Willie Aglukkaq is grateful to have been rescued after his boat’s motor malfunctioned but he still feels abandoned after the subsequent loss of his equipment.
Aglukkaq and three others climbed aboard his 20-foot Silver Dolphin and made off to Montreal Island for a caribou hunt on Sept. 30. As they were approaching the island – 88 km south of Gjoa Haven – Aglukkaq’s recently-repaired 175-horsepower Suzuki outboard motor quit on him. He was carrying a GPS device so he pressed the SOS button and the crew of the nearest available boat confirmed by radio that they would come to the aid of the stranded hunters.
The rescue craft arrived the next day.
“They decided that they wanted to rush back. I asked them to help me pull my boat farther onto land just so nothing would happen to it,” Aglukkaq recounted.
He said one of the rescue crew insisted on leaving immediately, saying they would return the following day to deal with Aglukkaq’s broken-down vessel. However, the rescue boat was pulled out of the water for the season the next day.
“I was left with no transportation to get back, pretty much,” Aglukkaq said.
It took him a week to return to Montreal Island, borrowing his son’s 18-foot boat to get there. He found his own boat had flipped over in the water, likely due to the storm. Sustained high winds and blowing snow reportedly lasted for a couple of days after the rescue.
“I was a bit upset that they forced us to go back without helping us with our equipment. That equipment cost a lot of money,” said Aglukkaq, who puts an estimated value of at least $40,000 on his boat and motor, which weren’t insured, plus another several thousand for other lost equipment, such as radios, hunting gear, tools, and gas cans.
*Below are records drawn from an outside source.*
// SPDX-License-Identifier: BUSL-1.1
// Copyright (c) 2026 Alfred Jean LLC

use super::*;
use std::io::{BufRead, BufReader, Read, Write};
use std::net::{TcpListener, TcpStream};
use std::sync::{Arc, Mutex};

/// Request line target and parsed query of one received request
#[derive(Debug, Clone)]
struct Received {
    path: String,
    query: Vec<(String, String)>,
}

impl Received {
    fn param(&self, key: &str) -> Option<usize> {
        self.query
            .iter()
            .find(|(k, _)| k == key)
            .and_then(|(_, v)| v.parse().ok())
    }
}

struct Response {
    status: u16,
    headers: Vec<(&'static str, String)>,
    body: Vec<u8>,
}

impl Response {
    fn status(status: u16) -> Self {
        Self {
            status,
            headers: Vec::new(),
            body: Vec::new(),
        }
    }

    fn body(mut self, body: impl Into<Vec<u8>>) -> Self {
        self.body = body.into();
        self
    }

    fn header(mut self, name: &'static str, value: &str) -> Self {
        self.headers.push((name, value.to_string()));
        self
    }
}

/// Minimal HTTP/1.1 server on a local port, one response per connection
struct Server {
    base: String,
    received: Arc<Mutex<Vec<Received>>>,
}

impl Server {
    fn start(handler: impl Fn(usize, &Received) -> Response + Send + 'static) -> Self {
        let listener = TcpListener::bind("127.0.0.1:0").unwrap();
        let base = format!("http://{}", listener.local_addr().unwrap());
        let received = Arc::new(Mutex::new(Vec::new()));
        let log = Arc::clone(&received);
        std::thread::spawn(move || {
            for stream in listener.incoming() {
                let Ok(stream) = stream else { return };
                let request = read_request(&stream);
                let index = {
                    let mut log = log.lock().unwrap();
                    log.push(request.clone());
                    log.len() - 1
                };
                write_response(stream, handler(index, &request));
            }
        });
        Self { base, received }
    }

    fn remote(&self, max_retries: u32) -> HttpRemote {
        let config = BackendConfig::parse(
            &format!(
                "[backend]\nhostname = \"{}\"\norganization = \"acme\"\n\n[http]\nmax_retries = {}\n",
                self.base, max_retries
            ),
            |_| None,
        )
        .unwrap();
        HttpRemote::new(&config)
    }

    fn received(&self) -> Vec<Received> {
        self.received.lock().unwrap().clone()
    }
}

fn read_request(stream: &TcpStream) -> Received {
    let mut reader = BufReader::new(stream);
    let mut request_line = String::new();
    reader.read_line(&mut request_line).unwrap();
    let mut content_length = 0;
    loop {
        let mut line = String::new();
        reader.read_line(&mut line).unwrap();
        let line = line.trim_end();
        if line.is_empty() {
            break;
        }
        if let Some((name, value)) = line.split_once(':') {
            if name.eq_ignore_ascii_case("content-length") {
                content_length = value.trim().parse().unwrap();
            }
        }
    }
    let mut body = vec![0; content_length];
    reader.read_exact(&mut body).unwrap();

    let target = request_line.split_whitespace().nth(1).unwrap_or_default();
    let (path, query) = target.split_once('?').unwrap_or((target, ""));
    Received {
        path: path.to_string(),
        query: query
            .split('&')
            .filter_map(|pair| pair.split_once('='))
            .map(|(k, v)| (k.to_string(), v.to_string()))
            .collect(),
    }
}

fn write_response(mut stream: TcpStream, response: Response) {
    let mut head = format!(
        "HTTP/1.1 {} Status\r\nContent-Length: {}\r\nConnection: close\r\n",
        response.status,
        response.body.len()
    );
    for (name, value) in &response.headers {
        head.push_str(&format!("{name}: {value}\r\n"));
    }
    head.push_str("\r\n");
    let _ = stream.write_all(head.as_bytes());
    let _ = stream.write_all(&response.body);
}

/// Serve `content` by byte offset, at most `chunk` bytes per request
fn log_server(content: Vec<u8>, chunk: usize) -> Server {
    Server::start(move |_, request| {
        let offset = request.param("offset").unwrap_or(0).min(content.len());
        let limit = request.param("limit").unwrap_or(chunk).min(chunk);
        let end = (offset + limit).min(content.len());
        Response::status(200).body(content[offset..end].to_vec())
    })
}

async fn collect_lines(remote: &HttpRemote, url: &str) -> Vec<Result<String, RemoteError>> {
    let mut rx = remote.read_logs(url).await.unwrap();
    let mut lines = Vec::new();
    while let Some(line) = rx.recv().await {
        lines.push(line);
    }
    lines
}

fn recording_hook() -> (RetryHook, Arc<Mutex<Vec<RetryAttempt>>>) {
    let seen = Arc::new(Mutex::new(Vec::new()));
    let log = Arc::clone(&seen);
    let hook: RetryHook = Arc::new(move |attempt: RetryAttempt| log.lock().unwrap().push(attempt));
    (hook, seen)
}

fn attempt(attempt: u32, status: Option<u16>) -> RetryAttempt {
    RetryAttempt { attempt, status }
}

#[test]
fn retry_wait_is_bounded() {
    assert_eq!(retry_wait(0), Duration::from_millis(100));
    assert_eq!(retry_wait(1), Duration::from_millis(200));
    assert_eq!(retry_wait(2), Duration::from_millis(400));
    assert_eq!(retry_wait(30), Duration::from_millis(400));
}

#[test]
fn api_urls_are_rooted_at_the_base() {
    let config = BackendConfig::parse(
        "[backend]\nhostname = \"app.example.com\"\norganization = \"acme\"\n",
        |_| None,
    )
    .unwrap();
    let remote = HttpRemote::new(&config);
    assert_eq!(
        remote.api("/runs/run-1"),
        "https://app.example.com/api/v2/runs/run-1"
    );
}

#[test]
fn take_lines_keeps_partial_tail() {
    let mut pending = b"one\r\ntwo\nthr".to_vec();

    assert_eq!(take_lines(&mut pending), vec!["one", "two"]);
    assert_eq!(pending, b"thr");
    assert!(take_lines(&mut pending).is_empty());
}

// =============================================================================
// Log following
// =============================================================================

#[tokio::test]
async fn log_chunk_boundary_inside_multibyte_character() {
    let mut content = vec![STX];
    content.extend(std::iter::repeat(b'a').take(LOG_CHUNK - 2));
    content.extend("é first line\nsecond\n".as_bytes());
    content.push(ETX);
    let server = log_server(content, LOG_CHUNK);
    let remote = server.remote(0);

    let lines = collect_lines(&remote, &format!("{}/logs/plan", server.base)).await;

    let lines: Vec<String> = lines.into_iter().map(Result::unwrap).collect();
    assert_eq!(lines.len(), 2);
    assert_eq!(lines[0], format!("{}é first line", "a".repeat(LOG_CHUNK - 2)));
    assert_eq!(lines[1], "second");
    // The first chunk ends between the two bytes of 'é'
    assert_eq!(server.received()[1].param("offset"), Some(LOG_CHUNK));
}

#[tokio::test]
async fn log_lines_span_chunks_and_final_line_is_flushed() {
    let mut content = vec![STX];
    content.extend(b"one\r\ntwo\nthree");
    content.push(ETX);
    let server = log_server(content, 4);
    let remote = server.remote(0);

    let lines = collect_lines(&remote, &format!("{}/logs/plan", server.base)).await;

    let lines: Vec<String> = lines.into_iter().map(Result::unwrap).collect();
    assert_eq!(lines, vec!["one", "two", "three"]);
    let offsets: Vec<_> = server
        .received()
        .iter()
        .map(|r| r.param("offset").unwrap())
        .collect();
    assert_eq!(offsets, vec![0, 4, 8, 12]);
}

#[tokio::test]
async fn log_failure_is_delivered_on_the_stream() {
    let server = Server::start(|_, _| Response::status(404));
    let remote = server.remote(0);

    let lines = collect_lines(&remote, &format!("{}/logs/plan", server.base)).await;

    assert_eq!(lines.len(), 1);
    assert!(matches!(&lines[0], Err(RemoteError::NotFound(what)) if what == "log"));
}

// =============================================================================
// Status mapping
// =============================================================================

#[tokio::test]
async fn missing_run_is_not_found() {
    let server = Server::start(|_, _| Response::status(404));
    let remote = server.remote(3);

    let err = remote.read_run("run-1").await.unwrap_err();

    assert!(matches!(&err, RemoteError::NotFound(what) if what == "run run-1"), "{err:?}");
    assert_eq!(server.received().len(), 1);
    assert_eq!(server.received()[0].path, "/api/v2/runs/run-1");
}

#[tokio::test]
async fn rejected_token_is_unauthorized() {
    let server = Server::start(|_, _| {
        Response::status(401).body(r#"{"errors":[{"status":"401","title":"unauthorized"}]}"#)
    });
    let remote = server.remote(3);

    let err = remote.read_workspace("acme", "prod").await.unwrap_err();

    assert!(matches!(err, RemoteError::Unauthorized(_)), "{err:?}");
    assert_eq!(server.received().len(), 1);
}

#[tokio::test]
async fn client_errors_are_not_retried() {
    let server = Server::start(|_, _| Response::status(422));
    let remote = server.remote(3);

    let err = remote.read_run("run-1").await.unwrap_err();

    assert!(matches!(err, RemoteError::Status { status: 422, .. }), "{err:?}");
    assert_eq!(server.received().len(), 1);
}

// =============================================================================
// Retries
// =============================================================================

#[tokio::test]
async fn server_errors_are_retried_until_success() {
    let server = Server::start(|index, _| match index {
        0 | 1 => Response::status(503),
        _ => Response::status(200)
            .header(API_VERSION_HEADER, "2.5")
            .header(RELEASE_HEADER, "v202302-1"),
    });
    let (hook, seen) = recording_hook();
    let remote = server.remote(5).with_retry_hook(hook);

    let info = remote.service_info().await.unwrap();

    assert_eq!(info.api_version.as_deref(), Some("2.5"));
    assert_eq!(info.release.as_deref(), Some("v202302-1"));
    assert_eq!(server.received().len(), 3);
    assert_eq!(
        *seen.lock().unwrap(),
        vec![attempt(0, None), attempt(1, Some(503)), attempt(2, Some(503))]
    );
}

#[tokio::test]
async fn rate_limited_requests_are_retried() {
    let server = Server::start(|index, _| match index {
        0 => Response::status(429),
        _ => Response::status(200),
    });
    let (hook, seen) = recording_hook();
    let remote = server.remote(5).with_retry_hook(hook);

    remote.service_info().await.unwrap();

    assert_eq!(
        *seen.lock().unwrap(),
        vec![attempt(0, None), attempt(1, Some(429))]
    );
}

#[tokio::test]
async fn retries_stop_at_the_cap() {
    let server = Server::start(|_, _| Response::status(500));
    let (hook, seen) = recording_hook();
    let remote = server.remote(2).with_retry_hook(hook);

    let err = remote.service_info().await.unwrap_err();

    assert!(matches!(err, RemoteError::Status { status: 500, .. }), "{err:?}");
    assert_eq!(server.received().len(), 3);
    assert_eq!(
        *seen.lock().unwrap(),
        vec![attempt(0, None), attempt(1, Some(500)), attempt(2, Some(500))]
    );
}

#[tokio::test]
async fn transport_errors_are_retried() {
    // Nothing listens on a port whose listener was dropped
    let port = TcpListener::bind("127.0.0.1:0")
        .unwrap()
        .local_addr()
        .unwrap()
        .port();
    let config = BackendConfig::parse(
        &format!(
            "[backend]\nhostname = \"http://127.0.0.1:{port}\"\norganization = \"acme\"\n\n[http]\nmax_retries = 1\n"
        ),
        |_| None,
    )
    .unwrap();
    let (hook, seen) = recording_hook();
    let remote = HttpRemote::new(&config).with_retry_hook(hook);

    let err = remote.service_info().await.unwrap_err();

    assert!(matches!(err, RemoteError::Transport(_)), "{err:?}");
    assert_eq!(*seen.lock().unwrap(), vec![attempt(0, None), attempt(1, None)]);
}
“It kind of feels like they didn’t do as much as they could to help,” he said. “They had good intentions but it backfired on them. It turned bad.”
Others needing help
One of the members of the rescue crew was a Queen’s University researcher, on contract, who filed an incident report to the university, including transcripts of the radio calls throughout the ordeal. Although Queen’s would not release the full logs, which a university spokesperson said are property of a third party, the post-secondary institution turned over a summarized report.
It indicates that the rescue boat not only picked up Aglukkaq and the members of his hunting party, but also had to make a trip to an island near Richardson Point, where another boater and passengers were stranded. Over the course of 11 hours, the rescue vessel collected seven people and returned to Gjoa Haven at 1:30 a.m. on Oct. 2.
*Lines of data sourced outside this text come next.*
// SPDX-License-Identifier: BUSL-1.1
// Copyright (c) 2026 Alfred Jean LLC

//! Configuration packaging
//!
//! A configuration directory is archived as a gzip'd tar ("slug"). Paths
//! matched by `.relayignore` or the default exclusions are left out.

use flate2::write::GzEncoder;
use flate2::Compression;
use ignore::gitignore::{Gitignore, GitignoreBuilder};
use std::path::{Path, PathBuf};
use thiserror::Error;
use walkdir::WalkDir;

pub const IGNORE_FILE: &str = ".relayignore";

const DEFAULT_EXCLUDES: &[&str] = &[".git/", ".relay/"];

#[derive(Debug, Error)]
pub enum PackError {
    #[error("configuration directory {0} does not exist")]
    MissingDirectory(PathBuf),
    #[error("failed to read {path}: {message}")]
    Walk { path: PathBuf, message: String },
    #[error("invalid ignore rules: {0}")]
    Ignore(String),
    #[error("failed to write archive: {0}")]
    Archive(#[from] std::io::Error),
}

/// Ignore rules for one configuration directory, with gitignore semantics
#[derive(Debug, Clone)]
pub struct IgnoreRules {
    matcher: Gitignore,
}

impl IgnoreRules {
    /// Defaults followed by `content`. Lines that are not valid globs are skipped.
    pub fn parse(content: &str) -> Result<Self, PackError> {
        let mut builder = GitignoreBuilder::new("");
        for line in DEFAULT_EXCLUDES.iter().copied().chain(content.lines()) {
            if let Err(e) = builder.add_line(None, line) {
                tracing::warn!(line, error = %e, "skipping invalid ignore pattern");
            }
        }
        let matcher = builder
            .build()
            .map_err(|e| PackError::Ignore(e.to_string()))?;
        Ok(Self { matcher })
    }

    /// Defaults plus the directory's ignore file, if present
    pub fn load(dir: &Path) -> Result<Self, PackError> {
        let content = std::fs::read_to_string(dir.join(IGNORE_FILE)).unwrap_or_default();
        Self::parse(&content)
    }

    /// Whether a `/`-separated relative path is excluded. The last matching
    /// rule wins.
    pub fn is_excluded(&self, rel: &str, is_dir: bool) -> bool {
        self.matcher.matched(Path::new(rel), is_dir).is_ignore()
    }
}

fn relative(root: &Path, path: &Path) -> Option<String> {
    let rel = path.strip_prefix(root).ok()?;
    let parts: Vec<_> = rel
        .components()
        .map(|c| c.as_os_str().to_string_lossy().into_owned())
        .collect();
    (!parts.is_empty()).then(|| parts.join("/"))
}

/// Archive `dir` into a gzip'd tar, honoring ignore rules
pub fn pack(dir: &Path) -> Result<Vec<u8>, PackError> {
    if !dir.is_dir() {
        return Err(PackError::MissingDirectory(dir.to_path_buf()));
    }
    let rules = IgnoreRules::load(dir)?;
    let encoder = GzEncoder::new(Vec::new(), Compression::default());
    let mut archive = tar::Builder::new(encoder);
    archive.follow_symlinks(false);

    let walker = WalkDir::new(dir)
        .follow_links(false)
        .sort_by_file_name()
        .into_iter()
        .filter_entry(|entry| match relative(dir, entry.path()) {
            Some(rel) => !rules.is_excluded(&rel, entry.file_type().is_dir()),
            None => true,
        });

    let mut files = 0usize;
    for entry in walker {
        let entry = entry.map_err(|e| PackError::Walk {
            path: e.path().map(Path::to_path_buf).unwrap_or_else(|| dir.to_path_buf()),
            message: e.to_string(),
        })?;
        let Some(rel) = relative(dir, entry.path()) else {
            continue;
        };
        if entry.file_type().is_dir() {
            archive.append_dir(&rel, entry.path())?;
        } else {
            archive.append_path_with_name(entry.path(), &rel)?;
            files += 1;
        }
    }

    let bytes = archive.into_inner()?.finish()?;
    tracing::debug!(dir = %dir.display(), files, bytes = bytes.len(), "packed configuration");
    Ok(bytes)
}

#[cfg(test)]
#[path = "slug_tests.rs"]
mod tests;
The report also states that bad weather was bearing down, making it unfeasible to tow either of the broken-down boats back to Gjoa Haven. In addition, some members of the rescued parties expressed that they were eager to get back to their home community as soon as possible, said spokesperson Lindsey Fair, associate director of marketing and communications at Queen’s. She described the scene as “high anxiety” due to the “imminent danger” posed by the looming storm.
The reason that the rescue boat was pulled out of the water soon after returning to Gjoa Haven was because it too sustained engine damage during the journey, according to the report.
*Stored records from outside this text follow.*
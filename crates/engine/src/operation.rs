// SPDX-License-Identifier: BUSL-1.1
// Copyright (c) 2026 Alfred Jean LLC

//! Handle to a dispatched operation

use relay_core::{Diagnostic, Diagnostics, OperationResult, Run};
use std::sync::{Arc, Mutex, MutexGuard};
use tokio::sync::watch;
use tokio_util::sync::CancellationToken;

#[derive(Debug, Clone)]
struct Outcome {
    result: OperationResult,
    plan_empty: bool,
    run_id: Option<String>,
    diagnostics: Diagnostics,
}

impl Default for Outcome {
    fn default() -> Self {
        Self {
            result: OperationResult::Failure,
            plan_empty: true,
            run_id: None,
            diagnostics: Diagnostics::new(),
        }
    }
}

fn lock(outcome: &Mutex<Outcome>) -> MutexGuard<'_, Outcome> {
    outcome.lock().unwrap_or_else(|e| e.into_inner())
}

/// A running remote operation
///
/// Returned as soon as the background task is spawned. Result fields are
/// final once [`RunningOperation::wait`] returns.
#[derive(Clone)]
pub struct RunningOperation {
    outcome: Arc<Mutex<Outcome>>,
    done: watch::Receiver<bool>,
    stop: CancellationToken,
    cancel: CancellationToken,
}

impl RunningOperation {
    pub(crate) fn new(stop: CancellationToken, cancel: CancellationToken) -> (Self, Completion) {
        let outcome = Arc::new(Mutex::new(Outcome::default()));
        let (tx, rx) = watch::channel(false);
        let handle = Self {
            outcome: Arc::clone(&outcome),
            done: rx,
            stop,
            cancel,
        };
        (handle, Completion { outcome, done: tx })
    }

    /// Wait for the background task to finish
    pub async fn wait(&self) {
        let mut done = self.done.clone();
        // A dropped sender also means the task is gone
        let _ = done.wait_for(|finished| *finished).await;
    }

    pub fn is_done(&self) -> bool {
        *self.done.borrow()
    }

    /// Graceful stop: offer to cancel the remote run, then finish
    pub fn stop(&self) {
        self.stop.cancel();
    }

    /// Hard cancel: abandon local waiting immediately
    pub fn cancel(&self) {
        self.cancel.cancel();
    }

    pub fn result(&self) -> OperationResult {
        lock(&self.outcome).result
    }

    pub fn plan_empty(&self) -> bool {
        lock(&self.outcome).plan_empty
    }

    pub fn run_id(&self) -> Option<String> {
        lock(&self.outcome).run_id.clone()
    }

    pub fn diagnostics(&self) -> Diagnostics {
        lock(&self.outcome).diagnostics.clone()
    }
}

/// Write side of the handle, owned by the background task
pub(crate) struct Completion {
    outcome: Arc<Mutex<Outcome>>,
    done: watch::Sender<bool>,
}

impl Completion {
    pub fn observe(&self, run: &Run) {
        let mut outcome = lock(&self.outcome);
        outcome.run_id = Some(run.id.clone());
        outcome.plan_empty = !run.has_changes;
    }

    pub fn push(&self, diagnostic: Diagnostic) {
        lock(&self.outcome).diagnostics.push(diagnostic);
    }

    /// Record the result and fire the completion signal
    pub fn finish(self, result: OperationResult) {
        lock(&self.outcome).result = result;
        self.done.send_replace(true);
    }
}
“Part of the crew are community members. They didn’t mean hardship to (Aglukkaq). In fact, that’s why they were being good Samaritans in the first place,” Fair said.
She added that the researcher on the rescue boat is also willing to help Aglukkaq pursue some sort of resolution from the company that repaired his outboard motor.
The Canada Shipping Act requires – for fear of a $1 million fine or 18 months in jail – that the master of a nearby vessel “render assistance to every person who is found at sea and in danger of being lost.” The law does not apply to saving property.
Programs for harvesters
Aglukkaq can file an application for financial assistance from the Government of Nunavut. The Department of Environment’s Disaster Compensation Program offers up to $10,000 per incident to aid hunters and trappers “who suffer the loss of, or damage to, harvesting equipment or property due to a natural weather event or disaster.”
He is also hopeful that the Kitikmeot Inuit Association may be an avenue for compensation.
“It’s basically a write-off because my boat got banged up so bad on the rocks and the motor is in the water,” Aglukkaq said. “That was my livelihood. I love boating and I do a lot of seal hunting during the summer months. All summer I’d be fishing and hunting caribou with the equipment that I lost.”